Re: Triumph of the teeny-weeny
  • 4/26/2015 10:39:47 AM
NO RATINGS

Besides the carpal tunnel issue associated with typing on phones, watch for more elbow issues, considering how much time some people have their elbows bent holding the phone to their ear while they yack away.

Re: Triumph of the teeny-weeny
  • 4/25/2015 10:16:40 PM
NO RATINGS

Lyndon, is there scientific proof that all our eyesight has been "aged" by 40 or so years? Or are you being fecetitious? I'd posit that the bigger problem is the carpal tunnel we all will have in 5-10 years, as well as higher blood pressure for us all. As soon as the damn autocorrect starts messing with my emails, I can feel my face go flush with blood and my toes clench!

Re: promotion linkage
  • 4/25/2015 2:10:16 PM
NO RATINGS

Vastly different marketing schemes that may also prove to be overwhelming. Maybe that's just my fear as we move toward all mobile everything.

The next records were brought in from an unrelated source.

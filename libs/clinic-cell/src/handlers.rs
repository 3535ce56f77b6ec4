// libs/clinic-cell/src/handlers.rs
use std::sync::Arc;

use axum::{
    extract::{Extension, Path, State},
    Json,
};
use axum_extra::TypedHeader;
use headers::{authorization::Bearer, Authorization};
use serde_json::{json, Value};

use shared_config::AppConfig;
use shared_models::auth::User;
use shared_models::error::AppError;
use shared_utils::extractor::require_permission;

use crate::models::{
    ClinicError, CreateClinicRequest, CreateResourceRequest, UpdateClinicRequest,
    UpdateResourceRequest,
};
use crate::services::clinic::ClinicService;
use crate::services::resource::ResourceService;

fn map_clinic_error(e: ClinicError) -> AppError {
    match e {
        ClinicError::ClinicNotFound => AppError::NotFound("Clinic not found".to_string()),
        ClinicError::ResourceNotFound => AppError::NotFound("Resource not found".to_string()),
        ClinicError::DatabaseError(msg) => AppError::Internal(msg),
    }
}

// ==============================================================================
// CLINICS
// ==============================================================================

#[axum::debug_handler]
pub async fn create_clinic(
    State(state): State<Arc<AppConfig>>,
    Extension(user): Extension<User>,
    TypedHeader(auth): TypedHeader<Authorization<Bearer>>,
    Json(request): Json<CreateClinicRequest>,
) -> Result<Json<Value>, AppError> {
    require_permission(&user, "clinics.create")?;

    let service = ClinicService::new(&state);
    let clinic = service
        .create_clinic(request, auth.token())
        .await
        .map_err(map_clinic_error)?;

    Ok(Json(json!({
        "success": true,
        "clinic": clinic,
        "message": "Clinic created successfully"
    })))
}

#[axum::debug_handler]
pub async fn get_clinic(
    State(state): State<Arc<AppConfig>>,
    Path(clinic_id): Path<i64>,
    Extension(user): Extension<User>,
    TypedHeader(auth): TypedHeader<Authorization<Bearer>>,
) -> Result<Json<Value>, AppError> {
    require_permission(&user, "clinics.read")?;

    let service = ClinicService::new(&state);
    let clinic = service
        .get_clinic(clinic_id, auth.token())
        .await
        .map_err(map_clinic_error)?;

    Ok(Json(json!(clinic)))
}

#[axum::debug_handler]
pub async fn list_clinics(
    State(state): State<Arc<AppConfig>>,
    Extension(user): Extension<User>,
    TypedHeader(auth): TypedHeader<Authorization<Bearer>>,
) -> Result<Json<Value>, AppError> {
    require_permission(&user, "clinics.read")?;

    let service = ClinicService::new(&state);
    let clinics = service
        .list_clinics(auth.token())
        .await
        .map_err(map_clinic_error)?;

    Ok(Json(json!({
        "clinics": clinics,
        "count": clinics.len()
    })))
}

#[axum::debug_handler]
pub async fn update_clinic(
    State(state): State<Arc<AppConfig>>,
    Path(clinic_id): Path<i64>,
    Extension(user): Extension<User>,
    TypedHeader(auth): TypedHeader<Authorization<Bearer>>,
    Json(request): Json<UpdateClinicRequest>,
) -> Result<Json<Value>, AppError> {
    require_permission(&user, "clinics.update")?;

    let service = ClinicService::new(&state);
    let clinic = service
        .update_clinic(clinic_id, request, auth.token())
        .await
        .map_err(map_clinic_error)?;

    Ok(Json(json!({
        "success": true,
        "clinic": clinic,
        "message": "Clinic updated successfully"
    })))
}

// ==============================================================================
// RESOURCES
// ==============================================================================

#[axum::debug_handler]
pub async fn create_resource(
    State(state): State<Arc<AppConfig>>,
    Extension(user): Extension<User>,
    TypedHeader(auth): TypedHeader<Authorization<Bearer>>,
    Json(request): Json<CreateResourceRequest>,
) -> Result<Json<Value>, AppError> {
    require_permission(&user, "resources.create")?;

    let service = ResourceService::new(&state);
    let resource = service
        .create_resource(request, auth.token())
        .await
        .map_err(map_clinic_error)?;

    Ok(Json(json!({
        "success": true,
        "resource": resource,
        "message": "Resource created successfully"
    })))
}

#[axum::debug_handler]
pub async fn list_clinic_resources(
    State(state): State<Arc<AppConfig>>,
    Path(clinic_id): Path<i64>,
    Extension(user): Extension<User>,
    TypedHeader(auth): TypedHeader<Authorization<Bearer>>,
) -> Result<Json<Value>, AppError> {
    require_permission(&user, "resources.read")?;

    let service = ResourceService::new(&state);
    let resources = service
        .list_clinic_resources(clinic_id, auth.token())
        .await
        .map_err(map_clinic_error)?;

    Ok(Json(json!({
        "resources": resources,
        "count": resources.len()
    })))
}

#[axum::debug_handler]
pub async fn get_resource(
    State(state): State<Arc<AppConfig>>,
    Path(resource_id): Path<i64>,
    Extension(user): Extension<User>,
    TypedHeader(auth): TypedHeader<Authorization<Bearer>>,
) -> Result<Json<Value>, AppError> {
    require_permission(&user, "resources.read")?;

    let service = ResourceService::new(&state);
    let resource = service
        .get_resource(resource_id, auth.token())
        .await
        .map_err(map_clinic_error)?;

    Ok(Json(json!(resource)))
}

#[axum::debug_handler]
pub async fn update_resource(
    State(state): State<Arc<AppConfig>>,
    Path(resource_id): Path<i64>,
    Extension(user): Extension<User>,
    TypedHeader(auth): TypedHeader<Authorization<Bearer>>,
    Json(request): Json<UpdateResourceRequest>,
) -> Result<Json<Value>, AppError> {
    require_permission(&user, "resources.update")?;

    let service = ResourceService::new(&state);
    let resource = service
        .update_resource(resource_id, request, auth.token())
        .await
        .map_err(map_clinic_error)?;

    Ok(Json(json!({
        "success": true,
        "resource": resource,
        "message": "Resource updated successfully"
    })))
}

#[axum::debug_handler]
pub async fn delete_resource(
    State(state): State<Arc<AppConfig>>,
    Path(resource_id): Path<i64>,
    Extension(user): Extension<User>,
    TypedHeader(auth): TypedHeader<Authorization<Bearer>>,
) -> Result<Json<Value>, AppError> {
    require_permission(&user, "resources.delete")?;

    let service = ResourceService::new(&state);
    service
        .soft_delete_resource(resource_id, auth.token())
        .await
        .map_err(map_clinic_error)?;

    Ok(Json(json!({
        "success": true,
        "message": "Resource deleted successfully"
    })))
}
use std::path::PathBuf;

use catalog_core::config::{AppConfig, LoadOptions, OutputFormat};
use catalog_core::{CategoryId, FilterEvent, UserId, ViewSnapshot};
use clap::Args;

use crate::commands::{load_view, CommandResult};

#[derive(Debug, Clone, Default, Args)]
pub struct BrowseArgs {
    #[arg(long, help = "Dataset file (.json or .toml); defaults to the configured or demo dataset")]
    pub dataset: Option<PathBuf>,
    #[arg(long, help = "Select a user by id (selecting it twice clears the selection)")]
    pub user: Option<u32>,
    #[arg(long = "category", help = "Toggle a category by id; repeatable")]
    pub categories: Vec<u32>,
    #[arg(long, help = "Case-insensitive product name search")]
    pub query: Option<String>,
    #[arg(long, help = "Return to the \"all categories\" selection after --category toggles")]
    pub all_categories: bool,
    #[arg(
        long = "event",
        value_parser = parse_event,
        help = "Replay a filter event after the flags above; repeatable \
                (user:ID, all-users, category:ID, all-categories, search:TEXT, clear-search, reset)"
    )]
    pub events: Vec<FilterEvent>,
    #[arg(long, help = "Emit the view snapshot as JSON")]
    pub json: bool,
}

impl BrowseArgs {
    /// Flags first in a fixed order (user, category toggles, all-categories, query), then explicit
    /// events in the order given.
    pub fn filter_events(&self) -> Vec<FilterEvent> {
        let mut events = Vec::new();
        if let Some(user_id) = self.user {
            events.push(FilterEvent::SelectUser(UserId(user_id)));
        }
        for category_id in &self.categories {
            events.push(FilterEvent::ToggleCategory(CategoryId(*category_id)));
        }
        if self.all_categories {
            events.push(FilterEvent::SelectAllCategories);
        }
        if let Some(query) = &self.query {
            events.push(FilterEvent::SetSearchQuery(query.clone()));
        }
        events.extend(self.events.iter().cloned());
        events
    }
}

pub fn parse_event(raw: &str) -> Result<FilterEvent, String> {
    match raw {
        "all-users" => return Ok(FilterEvent::ClearUser),
        "clear-search" => return Ok(FilterEvent::ClearSearch),
        "all-categories" => return Ok(FilterEvent::SelectAllCategories),
        "reset" => return Ok(FilterEvent::ResetAll),
        _ => {}
    }

    let Some((kind, value)) = raw.split_once(':') else {
        return Err(format!("unknown filter event `{raw}`"));
    };
    match kind {
        "user" => parse_id(value).map(|id| FilterEvent::SelectUser(UserId(id))),
        "category" => parse_id(value).map(|id| FilterEvent::ToggleCategory(CategoryId(id))),
        "search" => Ok(FilterEvent::SetSearchQuery(value.to_string())),
        other => Err(format!("unknown filter event kind `{other}`")),
    }
}

fn parse_id(value: &str) -> Result<u32, String> {
    value.parse::<u32>().map_err(|_| format!("`{value}` is not a valid id"))
}

pub fn run(mut options: LoadOptions, args: BrowseArgs) -> CommandResult {
    if let Some(dataset) = &args.dataset {
        options.overrides.dataset_path = Some(dataset.clone());
    }
    if args.json {
        options.overrides.display_format = Some(OutputFormat::Json);
    }

    let config = match AppConfig::load(options) {
        Ok(config) => config,
        Err(error) => return CommandResult::from_application_error("browse", error.into()),
    };
    let mut view = match load_view(&config) {
        Ok(view) => view,
        Err(error) => return CommandResult::from_application_error("browse", error),
    };

    for event in args.filter_events() {
        view.apply(event);
    }
    let snapshot = view.snapshot();

    let output = match config.display.format {
        OutputFormat::Json => match serde_json::to_string_pretty(&snapshot) {
            Ok(output) => output,
            Err(error) => {
                return CommandResult::failure("browse", "serialization", error.to_string(), 5)
            }
        },
        OutputFormat::Table => render_table(&snapshot, &config.display.empty_message),
    };

    CommandResult { exit_code: 0, output }
}

pub fn render_table(snapshot: &ViewSnapshot, empty_message: &str) -> String {
    let mut lines = vec![render_filters(snapshot)];

    if snapshot.no_matching_products {
        lines.push(empty_message.to_string());
        return lines.join("\n");
    }

    let header = ["ID", "Product", "Category", "User"].map(str::to_string);
    let rows: Vec<[String; 4]> = snapshot
        .rows
        .iter()
        .map(|row| [row.id.to_string(), row.name.clone(), row.category.clone(), row.user.clone()])
        .collect();

    let mut widths = header.clone().map(|cell| cell.chars().count());
    for row in &rows {
        for (width, cell) in widths.iter_mut().zip(row) {
            *width = (*width).max(cell.chars().count());
        }
    }

    lines.push(render_row(&header, &widths));
    for row in &rows {
        lines.push(render_row(row, &widths));
    }
    lines.join("\n")
}

fn render_row(cells: &[String; 4], widths: &[usize; 4]) -> String {
    let padded: Vec<String> = cells
        .iter()
        .zip(widths)
        .map(|(cell, width)| {
            let padding = width.saturating_sub(cell.chars().count());
            format!("{cell}{}", " ".repeat(padding))
        })
        .collect();
    padded.join("  ").trim_end().to_string()
}

fn render_filters(snapshot: &ViewSnapshot) -> String {
    let user = snapshot
        .users
        .iter()
        .find(|tab| tab.active)
        .map(|tab| tab.name.clone())
        .unwrap_or_else(|| "All".to_string());

    let categories = if snapshot.all_categories_active {
        "All".to_string()
    } else {
        let titles: Vec<&str> = snapshot
            .categories
            .iter()
            .filter(|chip| chip.active)
            .map(|chip| chip.title.as_str())
            .collect();
        if titles.is_empty() {
            "none".to_string()
        } else {
            titles.join(", ")
        }
    };

    format!(
        "Filters: user={user} | categories={categories} | search={:?}",
        snapshot.filters.search_query
    )
}

#[cfg(test)]
mod tests {
    use catalog_core::fixtures::demo_dataset;
    use catalog_core::{CatalogView, CategoryId, FilterEvent, UserId};

    use super::{parse_event, render_table, BrowseArgs};

    #[test]
    fn parses_every_event_form() {
        assert_eq!(parse_event("user:3"), Ok(FilterEvent::SelectUser(UserId(3))));
        assert_eq!(parse_event("all-users"), Ok(FilterEvent::ClearUser));
        assert_eq!(parse_event("category:2"), Ok(FilterEvent::ToggleCategory(CategoryId(2))));
        assert_eq!(parse_event("all-categories"), Ok(FilterEvent::SelectAllCategories));
        assert_eq!(
            parse_event("search: a:b "),
            Ok(FilterEvent::SetSearchQuery(" a:b ".to_string()))
        );
        assert_eq!(parse_event("clear-search"), Ok(FilterEvent::ClearSearch));
        assert_eq!(parse_event("reset"), Ok(FilterEvent::ResetAll));
    }

    #[test]
    fn rejects_malformed_events() {
        assert!(parse_event("user:abc").is_err());
        assert!(parse_event("colour:red").is_err());
        assert!(parse_event("everything").is_err());
    }

    #[test]
    fn flags_expand_before_explicit_events() {
        let args = BrowseArgs {
            user: Some(1),
            categories: vec![2, 3],
            all_categories: true,
            query: Some("mi".to_string()),
            events: vec![FilterEvent::ResetAll],
            ..BrowseArgs::default()
        };

        assert_eq!(
            args.filter_events(),
            vec![
                FilterEvent::SelectUser(UserId(1)),
                FilterEvent::ToggleCategory(CategoryId(2)),
                FilterEvent::ToggleCategory(CategoryId(3)),
                FilterEvent::SelectAllCategories,
                FilterEvent::SetSearchQuery("mi".to_string()),
                FilterEvent::ResetAll,
            ]
        );
    }

    #[test]
    fn table_lists_visible_rows_with_aligned_columns() {
        let mut view = CatalogView::load(demo_dataset()).expect("demo dataset is consistent");
        view.set_search_query("milk");

        let output = render_table(&view.snapshot(), "nothing");
        let lines: Vec<&str> = output.lines().collect();

        assert_eq!(lines[0], "Filters: user=All | categories=All | search=\"milk\"");
        assert_eq!(lines[1], "ID  Product  Category    User");
        assert_eq!(lines[2], "1   Milk     🍺 - Drinks  Max");
        assert_eq!(lines.len(), 3);
    }

    #[test]
    fn table_prints_empty_message_when_nothing_matches() {
        let mut view = CatalogView::load(demo_dataset()).expect("demo dataset is consistent");
        view.select_user(UserId(4));
        view.toggle_category(CategoryId(2));

        let output = render_table(&view.snapshot(), "No products matching selected criteria");

        assert_eq!(
            output,
            "Filters: user=John | categories=Drinks | search=\"\"\nNo products matching selected criteria"
        );
    }
}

Re: Triumph of the teeny-weeny
  • 4/22/2015 9:11:52 AM
NO RATINGS

@Lyndon. True, the phone manufacturers could have done a better job (or at least earlier) to make their screens more readable, and they have come a long way in the past couple of years. However, adaptive and responsive design for web sites goes beyond type faces and sizes. They mean rethinking how you organize a site. Consider the classic homepage of five years ago. Design teams (including sales, events and editorial) crammed every possible thing into the homepage and really crammed to get more items "above the fold" so they were viewable without scrolling. That was even after site managers recognized that viewers didn't use the homepage the way they did old newspapers. People were increasingly likely to access site content not by typing in the homepage url but through search, newsletters, social media, etc.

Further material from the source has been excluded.